There was another reason to write so much: I was being paid twenty to forty dollars a story, by the pulp magazines. High on the hog was hardly my way of life. I had to sell at least one story, or better two, each month in order to survive my hot-dog, hamburger, trolley-car-fare life.
In 1944 I sold some forty stories, but my total income for the year was only $800.
It suddenly strikes me that there is much in this collection I haven’t commented on yet. ‘The Black Ferris’ is of interest here because early one autumn twenty-three years ago it changed itself from a short short story into a screenplay and then into a novel, Something Wicked This Way Comes.
‘The Day It Rained Forever’ was another word-association I handed myself one afternoon, thinking about hot suns, deserts, and harps that could change the weather.
‘The Leave-Taking’ is the true story of my great-grandmother who nailed shingles on rooftops well into her seventies, then took herself up to bed when I was three and said farewell to everyone and went to sleep.
‘Calling Mexico’ sprang into being because I visited a friend of mine one afternoon in the summer of 1946 and, as I entered the room, he handed me the telephone and said, ‘Listen.’ I listened and heard the sounds of Mexico City coming from two thousand miles away. I went home and wrote about my telephone experience to a friend in Paris. Halfway through my letter, the letter turned into the story, which went off in the mail that day.

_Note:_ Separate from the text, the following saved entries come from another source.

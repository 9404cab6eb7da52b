//! Long-lived entity cache, shared by every unit of work of a replay session
//!
//! Tables hold `Option` values so a looked-up-but-absent row and a row
//! deleted within the session are remembered as well.  All maps are
//! persistent, so a checkpoint is a cheap clone which the driver restores
//! if a block fails half way.

use anyhow::Result;
use imbl::{HashMap, OrdMap, OrdSet};

use bakehouse_common::{
    Account, AccountId, Address, AppState, BakerCycle, Cycle, CycleIndex, Statistics,
};
use bakehouse_module_ledger_store::LedgerStore;

/// Rows keyed by `K`; `Some(None)` means known to be absent
#[derive(Debug, Clone)]
pub struct Table<K: Ord + Clone, V: Clone> {
    rows: OrdMap<K, Option<V>>,
}

impl<K: Ord + Clone, V: Clone> Default for Table<K, V> {
    fn default() -> Self {
        Self {
            rows: OrdMap::new(),
        }
    }
}

impl<K: Ord + Clone, V: Clone> Table<K, V> {
    pub fn lookup(&self, key: &K) -> Option<Option<&V>> {
        self.rows.get(key).map(Option::as_ref)
    }

    /// Cached row, loading it with `load` on first access
    pub fn get_or_load(
        &mut self,
        key: &K,
        load: impl FnOnce() -> Result<Option<V>>,
    ) -> Result<Option<&V>> {
        if !self.rows.contains_key(key) {
            let loaded = load()?;
            self.rows.insert(key.clone(), loaded);
        }
        Ok(self.rows.get(key).and_then(Option::as_ref))
    }

    pub fn get_mut(&mut self, key: &K) -> Option<&mut V> {
        self.rows.get_mut(key).and_then(Option::as_mut)
    }

    pub fn put(&mut self, key: K, value: V) {
        self.rows.insert(key, Some(value));
    }

    pub fn remove(&mut self, key: K) {
        self.rows.insert(key, None);
    }

    /// Insert a loaded row unless the key is already tracked
    pub fn seed(&mut self, key: K, value: V) {
        if !self.rows.contains_key(&key) {
            self.rows.insert(key, Some(value));
        }
    }

    pub fn range<'a>(
        &'a self,
        range: impl std::ops::RangeBounds<K> + 'a,
    ) -> impl Iterator<Item = (&'a K, &'a V)> + 'a {
        self.rows
            .range(range)
            .filter_map(|(k, v)| v.as_ref().map(|v| (k, v)))
    }

    pub fn len(&self) -> usize {
        self.rows.len()
    }

    pub fn is_empty(&self) -> bool {
        self.rows.is_empty()
    }
}

#[derive(Debug, Clone, Default)]
pub struct LedgerCache {
    pub accounts: Table<AccountId, Account>,
    pub addresses: HashMap<Address, Option<AccountId>>,
    pub cycles: Table<CycleIndex, Cycle>,
    pub baker_cycles: Table<(CycleIndex, AccountId), BakerCycle>,

    /// Cycles whose baker-cycle rows have all been pulled in
    pub loaded_baker_cycles: OrdSet<CycleIndex>,

    /// Ids of every baker, loaded once
    pub bakers: Option<OrdSet<AccountId>>,

    pub app_state: AppState,
    pub head_statistics: Option<Statistics>,
}

impl LedgerCache {
    /// Cache primed with the persisted head
    pub fn load(store: &dyn LedgerStore) -> Result<Self> {
        let app_state = store.app_state()?.unwrap_or_default();
        let head_statistics = if app_state.is_empty() {
            None
        } else {
            store.statistics(app_state.level)?
        };
        Ok(Self {
            app_state,
            head_statistics,
            ..Default::default()
        })
    }

    /// Checkpoint restored when a unit of work fails
    pub fn checkpoint(&self) -> LedgerCache {
        self.clone()
    }

    /// Drop cached rows once the account table grows past `max_accounts`.
    /// Only called between blocks, when the cache mirrors the store.
    pub fn trim(&mut self, max_accounts: usize) {
        if self.accounts.len() > max_accounts {
            self.accounts = Table::default();
            self.addresses = HashMap::new();
            self.baker_cycles = Table::default();
            self.loaded_baker_cycles = OrdSet::new();
            self.cycles = Table::default();
        }
    }
}

#[cfg(test)]
mod tests {
    use super::*;

    #[test]
    fn absent_rows_are_remembered() {
        let mut table: Table<i32, String> = Table::default();
        let mut loads = 0;
        assert!(table
            .get_or_load(&1, || {
                loads += 1;
                Ok(None)
            })
            .unwrap()
            .is_none());
        assert!(table.get_or_load(&1, || panic!("loaded twice")).unwrap().is_none());
        assert_eq!(loads, 1);
        assert_eq!(table.lookup(&1), Some(None));
        assert_eq!(table.lookup(&2), None);
    }

    #[test]
    fn checkpoint_is_isolated_from_later_writes() {
        let mut cache = LedgerCache::default();
        cache.cycles.put(
            3,
            Cycle {
                index: 3,
                first_level: 25,
                last_level: 32,
                snapshot_index: None,
                snapshot_level: None,
                total_staking: 1,
                total_bakers: 1,
                selected_stake: 1,
                selected_bakers: 1,
                seed: Default::default(),
            },
        );
        let checkpoint = cache.checkpoint();
        cache.cycles.remove(3);
        cache.app_state.level = 99;

        assert!(checkpoint.cycles.lookup(&3).unwrap().is_some());
        assert_eq!(checkpoint.app_state.level, 0);
        assert_eq!(cache.cycles.lookup(&3), Some(None));
    }

    #[test]
    fn seeding_never_overwrites_tracked_rows() {
        let mut table: Table<i32, i32> = Table::default();
        table.remove(5);
        table.seed(5, 50);
        table.seed(6, 60);
        assert_eq!(table.lookup(&5), Some(None));
        assert_eq!(table.range(..).collect::<Vec<_>>(), vec![(&6, &60)]);
    }
}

‘Skeleton’ happened because I went to my doctor when I was twentytwo, complaining that my neck, my throat, felt strange. I touched all around the tendons and muscles of my neck. The doctor did likewise and said, ‘You know what you’re suffering from?’
‘What?’
‘A bad case,’ he said, ‘of discovery of the larynx. We all discover, at one time or another, various tendons, various bones, in our bodies we never noticed before. That’s you. Take an aspirin and go home.’
I went home, feeling my elbows, my ankles, my ribs, my throat, and my medulla oblongata.
‘Skeleton,’ a contest between a man and his hidden bones, wrote itself that night.
‘The Picasso Summer’ was the result of my walking on the shoreline with friends and my wife one late afternoon. I picked up a Popsicle stick, drew pictures in the sand and said: ‘Wouldn’t it be awful, if you’d wanted to own a Picasso all your life, and suddenly bumped into him here, drawing mythological beasts in the sand … your very own Picasso “etching” right in front of you …’
I finished the story, about Picasso on the beach, at two in the morning.
Hemingway. ‘The Parrot Who Met Papa.’ One night in 1952 I drove across Los Angeles with friends to invade the printing plant where Life was publishing their issue with Hemingway’s Old Man and the Sea in it. We grabbed copies, hot off the press, sat in the nearest bar, and talked about Papa, Finca Vigía, Cuba, and, somehow, a parrot who had lived in that bar and talked to Hemingway every night. I went home, made a notation about the parrot, and put it away for sixteen years. Prowling my file folders in 1968 I came upon just the note for a title: ‘The Parrot Who Met Papa.’
My God, I thought, Papa’s been dead eight years. If that parrot is still around, remembers Hemingway, can speak with his voice, he’s worth millions. And what if someone kidnapped the parrot, held it for ransom?
‘The Haunting of the New’ happened because John Godley, Lord Kilbracken, wrote me from Ireland describing his visit to a house that had burned and been replaced, stone by stone, brick by brick, in imitation of the original. Within half a day of reading Kilbracken’s postcard, I had firstdrafted the tale.
Enough now. There you have it. Here are one hundred stories from almost forty years of my life, containing half the damning truths I suspected at midnight, and half of the saving truths I re-found next noon. If anything is taught here, it is simply the charting of the life of someone who started out to somewhere – and went. I have not so much thought my way through life as done things and found what it was and who I was after the doing. Each tale was a way of finding selves. Each self found each day slightly different from the one found twenty-four hours earlier.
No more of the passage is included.